I have a
few Bibles. Okay, so I have a few more than a few but they’re all different
versions so that’s okay, right? Anyway, the one I use the most currently is my
NIV/The Message Parallel. If you haven’t seen a parallel Bible before, it’s where
two different versions are on each page, parallel. Yep, makes sense. I like it
because while I love the wake-me-up different-ness (yes, I’m making up words) of
The Message, I always find myself having to go back to the ‘real Bible’ to find
out what the same verses are there. Having them parallel makes that incredibly
easy.
I was
reading Romans 15 the other day and The Message version of verse 13 stuck out to me:
May the God of green
hope fill you up with joy, fill you up with peace, so that your believing
lives, filled with the life-giving energy of the Holy Spirit, will brim over
with hope!
I like
that.

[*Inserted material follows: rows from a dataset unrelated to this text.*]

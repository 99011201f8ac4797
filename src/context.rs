//! `CoreContext`: a named replacement for the original's `SignalCenter`
//! singleton. Where the original reaches every component through
//! `SignalCenter::instance()`, every component here takes a `&CoreContext`
//! (or a clone of the one handle it needs) at construction — no global
//! statics.

use std::sync::atomic::{AtomicBool, Ordering};
use std::sync::{Arc, Mutex};

use crate::config::Config;
use crate::ephemeris_store::EphemerisStore;
use crate::hub::Broadcast;
use crate::model::{Ephemeris, Observation, SsrClockCorr, SsrOrbitCorr};

const HUB_CAPACITY: usize = 64;

/// Owns the shared, mutex-guarded ephemeris store, the per-record-kind
/// broadcast hubs PPP-style subscribers attach to, a `Config` snapshot, and
/// the shutdown flags for every thread this context's owner spawns.
pub struct CoreContext {
    pub config: Config,
    ephemeris_store: Mutex<EphemerisStore>,
    pub obs_hub: Broadcast<Observation>,
    pub eph_hub: Broadcast<Ephemeris>,
    pub orbit_corr_hub: Broadcast<SsrOrbitCorr>,
    pub clock_corr_hub: Broadcast<SsrClockCorr>,
    shutdown: AtomicBool,
}

impl CoreContext {
    pub fn new(config: Config) -> Arc<Self> {
        let max_queue_size = config.max_queue_size;
        Arc::new(Self {
            config,
            ephemeris_store: Mutex::new(EphemerisStore::new(max_queue_size)),
            obs_hub: Broadcast::new(HUB_CAPACITY),
            eph_hub: Broadcast::new(HUB_CAPACITY),
            orbit_corr_hub: Broadcast::new(HUB_CAPACITY),
            clock_corr_hub: Broadcast::new(HUB_CAPACITY),
            shutdown: AtomicBool::new(false),
        })
    }

    pub fn ephemeris_store(&self) -> std::sync::MutexGuard<'_, EphemerisStore> {
        self.ephemeris_store.lock().unwrap()
    }

    pub fn request_shutdown(&self) {
        self.shutdown.store(true, Ordering::SeqCst);
    }

    pub fn is_shutting_down(&self) -> bool {
        self.shutdown.load(Ordering::SeqCst)
    }
}

#[cfg(test)]
mod tests {
    use super::*;

    #[test]
    fn fresh_context_is_not_shutting_down() {
        let ctx = CoreContext::new(Config::default());
        assert!(!ctx.is_shutting_down());
    }

    #[test]
    fn shutdown_flag_is_observable_after_request() {
        let ctx = CoreContext::new(Config::default());
        ctx.request_shutdown();
        assert!(ctx.is_shutting_down());
    }

    #[test]
    fn ephemeris_store_starts_empty() {
        let ctx = CoreContext::new(Config::default());
        assert!(ctx.ephemeris_store().sat_list().is_empty());
    }
}
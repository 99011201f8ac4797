//! Core record types shared by the decoders, the ephemeris store and the
//! writers. A tagged sum (`Ephemeris::orbit: OrbitModel`) stands in for the
//! original decoder's class hierarchy (`OrbitEph2` base, `GPSEphemeris2`
//! subclass, ...), per the design note on replacing long class hierarchies
//! with a tagged sum plus free functions.

use gnss_rs::prelude::{Constellation, SV};

use crate::time::Instant;

/// Validity/slip-status bits carried per observation entry, modeled after
/// the RINEX Loss-of-Lock Indicator bitmask.
bitflags::bitflags! {
    #[derive(Debug, Clone, Copy, PartialEq, Eq)]
    pub struct ObsFlags: u8 {
        const SLIP = 0b0000_0001;
        const HALF_CYCLE_AMBIGUOUS = 0b0000_0010;
    }
}

/// A single frequency's worth of observation data for one satellite at one
/// epoch. Each field's validity is encoded as `Option` rather than a
/// separate bitmask: reading a numeric field and checking its presence are
/// the same operation.
#[derive(Debug, Clone, PartialEq)]
pub struct ObsEntry {
    /// RINEX observation code, e.g. "1C", "2W".
    pub rnx_code: &'static str,
    pub code_range_m: Option<f64>,
    pub phase_cycles: Option<f64>,
    pub doppler_hz: Option<f64>,
    pub snr_dbhz: Option<f64>,
    pub slip_counter: Option<u8>,
    pub flags: ObsFlags,
}

impl ObsEntry {
    pub fn empty(rnx_code: &'static str) -> Self {
        Self {
            rnx_code,
            code_range_m: None,
            phase_cycles: None,
            doppler_hz: None,
            snr_dbhz: None,
            slip_counter: None,
            flags: ObsFlags::empty(),
        }
    }
}

/// One satellite's observation record at one epoch, at one station.
/// Invariant: `frequencies` is never empty.
#[derive(Debug, Clone, PartialEq)]
pub struct Observation {
    pub time: Instant,
    pub sat: SV,
    pub station: u16,
    pub frequencies: Vec<ObsEntry>,
}

/// Where an [`Ephemeris`] came from and how to interpret its orbital
/// parameters.
#[derive(Debug, Clone, PartialEq)]
pub enum OrbitModel {
    /// GPS/Galileo/BeiDou(MEO)/QZSS broadcast as Keplerian elements plus
    /// harmonic perturbation terms.
    Keplerian(Keplerian),
    /// GLONASS/SBAS broadcast as an instantaneous ECEF state vector
    /// (position/velocity/acceleration), propagated rather than solved.
    StateVector(StateVector),
}

#[derive(Debug, Clone, Copy, PartialEq, Default)]
pub struct Keplerian {
    pub sqrt_a: f64,
    pub ecc: f64,
    pub i0_rad: f64,
    pub idot_rad_s: f64,
    pub omega0_rad: f64,
    pub omega_rad: f64,
    pub omega_dot_rad_s: f64,
    pub m0_rad: f64,
    pub dn_rad_s: f64,
    pub cuc: f64,
    pub cus: f64,
    pub cic: f64,
    pub cis: f64,
    pub crc: f64,
    pub crs: f64,
}

#[derive(Debug, Clone, Copy, PartialEq, Default)]
pub struct StateVector {
    pub pos_m: [f64; 3],
    pub vel_mps: [f64; 3],
    pub accel_mps2: [f64; 3],
    /// GLONASS frequency-channel relative clock bias term (`gamma_n`).
    pub freq_bias: f64,
}

/// Mutable freshness state a stored [`Ephemeris`] carries through its
/// `{Fresh -> Ok <-> Outdated -> Evicted}` / `{Fresh -> Bad -> Evicted}`
/// lifecycle.
#[derive(Debug, Clone, Copy, PartialEq, Eq)]
pub enum CheckState {
    Fresh,
    Ok,
    Bad,
    Outdated,
}

#[derive(Debug, Clone, PartialEq)]
pub struct Ephemeris {
    pub sat: SV,
    pub toc: Instant,
    pub toe: Instant,
    pub af0: f64,
    pub af1: f64,
    pub af2: f64,
    pub tgd: f64,
    pub ura_index: u8,
    pub accuracy_m: f64,
    pub health: u8,
    pub iode: u16,
    pub iodc: u16,
    pub orbit: OrbitModel,
    pub check_state: CheckState,
    /// Position-difference metric (meters) recorded against the previous
    /// `last()` ephemeris at insertion time, regardless of accept/reject
    /// outcome — kept even on rejection so callers can see how far a
    /// discarded broadcast diverged.
    pub divergence_metric: Option<f64>,
    pub orb_corr: Option<SsrOrbitCorr>,
    pub clk_corr: Option<SsrClockCorr>,
}

impl Ephemeris {
    /// The IOD used to correlate with SSR corrections: IODE for GPS/
    /// Galileo/BeiDou/QZSS Keplerian broadcasts.
    pub fn iod(&self) -> u16 {
        self.iode
    }

    /// `self` is newer than `other` if its ToE/ToC is later, or if it has
    /// the same epoch but a higher IODE (re-broadcast of the same epoch
    /// with revised parameters).
    pub fn is_newer_than(&self, other: &Ephemeris) -> bool {
        match self.toe.sub_checked(other.toe) {
            Ok(dt) if dt > 0.0 => true,
            Ok(dt) if dt < 0.0 => false,
            _ => self.iode > other.iode,
        }
    }

    pub fn is_healthy(&self) -> bool {
        self.health == 0
    }
}

/// Update interval codes (RTCM SSR DF391/DF392 "standard" scale), indexed
/// by the 4-bit field value.
pub const SSR_UPDATE_INTERVAL_TABLE: [f64; 16] = [
    1.0, 2.0, 5.0, 10.0, 15.0, 30.0, 60.0, 120.0, 240.0, 300.0, 600.0, 900.0, 1800.0, 3600.0,
    7200.0, 10800.0,
];

#[derive(Debug, Clone, Copy, PartialEq, Eq)]
pub enum SatRefDatum {
    Itrf,
    Local,
}

#[derive(Debug, Clone, PartialEq)]
pub struct SsrOrbitCorr {
    pub sat: SV,
    pub iod: u16,
    pub t: Instant,
    pub update_interval_s: f64,
    pub d_radial_m: f64,
    pub d_along_track_m: f64,
    pub d_cross_track_m: f64,
    pub dot_radial_mps: f64,
    pub dot_along_track_mps: f64,
    pub dot_cross_track_mps: f64,
    pub provider_id: u16,
    pub solution_id: u16,
}

#[derive(Debug, Clone, PartialEq)]
pub struct SsrClockCorr {
    pub sat: SV,
    pub iod: Option<u16>,
    pub t: Instant,
    pub update_interval_s: f64,
    pub c0_m: f64,
    pub c1_mps: f64,
    pub c2_mps2: f64,
    pub provider_id: u16,
    pub solution_id: u16,
}

#[derive(Debug, Clone, PartialEq)]
pub struct SsrCodeBias {
    pub sat: SV,
    pub t: Instant,
    pub biases: Vec<(u8, f64)>,
}

#[derive(Debug, Clone, PartialEq)]
pub struct SsrPhaseBias {
    pub sat: SV,
    pub t: Instant,
    pub biases: Vec<(u8, f64)>,
}

#[derive(Debug, Clone, PartialEq)]
pub struct SsrHighRateClock {
    pub sat: SV,
    pub t: Instant,
    pub high_rate_clock_m: f64,
}

#[derive(Debug, Clone, PartialEq)]
pub struct SsrUra {
    pub sat: SV,
    pub t: Instant,
    pub ura_class: u8,
    pub ura_value: u8,
}

#[derive(Debug, Clone, PartialEq)]
pub struct Vtec {
    pub t: Instant,
    pub quality_indicator: f64,
    pub layers: Vec<VtecLayer>,
}

#[derive(Debug, Clone, PartialEq)]
pub struct VtecLayer {
    pub height_m: f64,
    pub degree: u8,
    pub order: u8,
    pub coefficients_c: Vec<f64>,
    pub coefficients_s: Vec<f64>,
}

/// Antenna reference point (1005/1006) and descriptors (1007/1008/1033).
#[derive(Debug, Clone, Default, PartialEq)]
pub struct StationInfo {
    pub station_id: u16,
    pub antenna_reference_point_ecef_m: Option<[f64; 3]>,
    pub antenna_height_m: Option<f64>,
    pub antenna_descriptor: Option<String>,
    pub antenna_serial: Option<String>,
    pub receiver_type: Option<String>,
    pub receiver_firmware: Option<String>,
    pub receiver_serial: Option<String>,
}

/// Satellite systems carried over RTCM-v3, used purely for dispatch and
/// logging; satellite identity itself is `gnss_rs::prelude::SV`.
pub fn system_name(c: Constellation) -> &'static str {
    match c {
        Constellation::GPS => "GPS",
        Constellation::Glonass => "GLONASS",
        Constellation::Galileo => "Galileo",
        Constellation::BeiDou => "BeiDou",
        Constellation::QZSS => "QZSS",
        _ => "SBAS",
    }
}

It’s inspiring. And a great prayer to pray for people. I especially like
the ‘God of green hope’ bit.
Now,
personally, I have no idea where the green description comes from. None of the
other versions I looked up had any colours described but for some reason The Message wanted it in there.
Look up the word ‘green’ in a dictionary and there are lots of meanings.
Look up the word ‘green’ in a dictionary and there are lots of meanings.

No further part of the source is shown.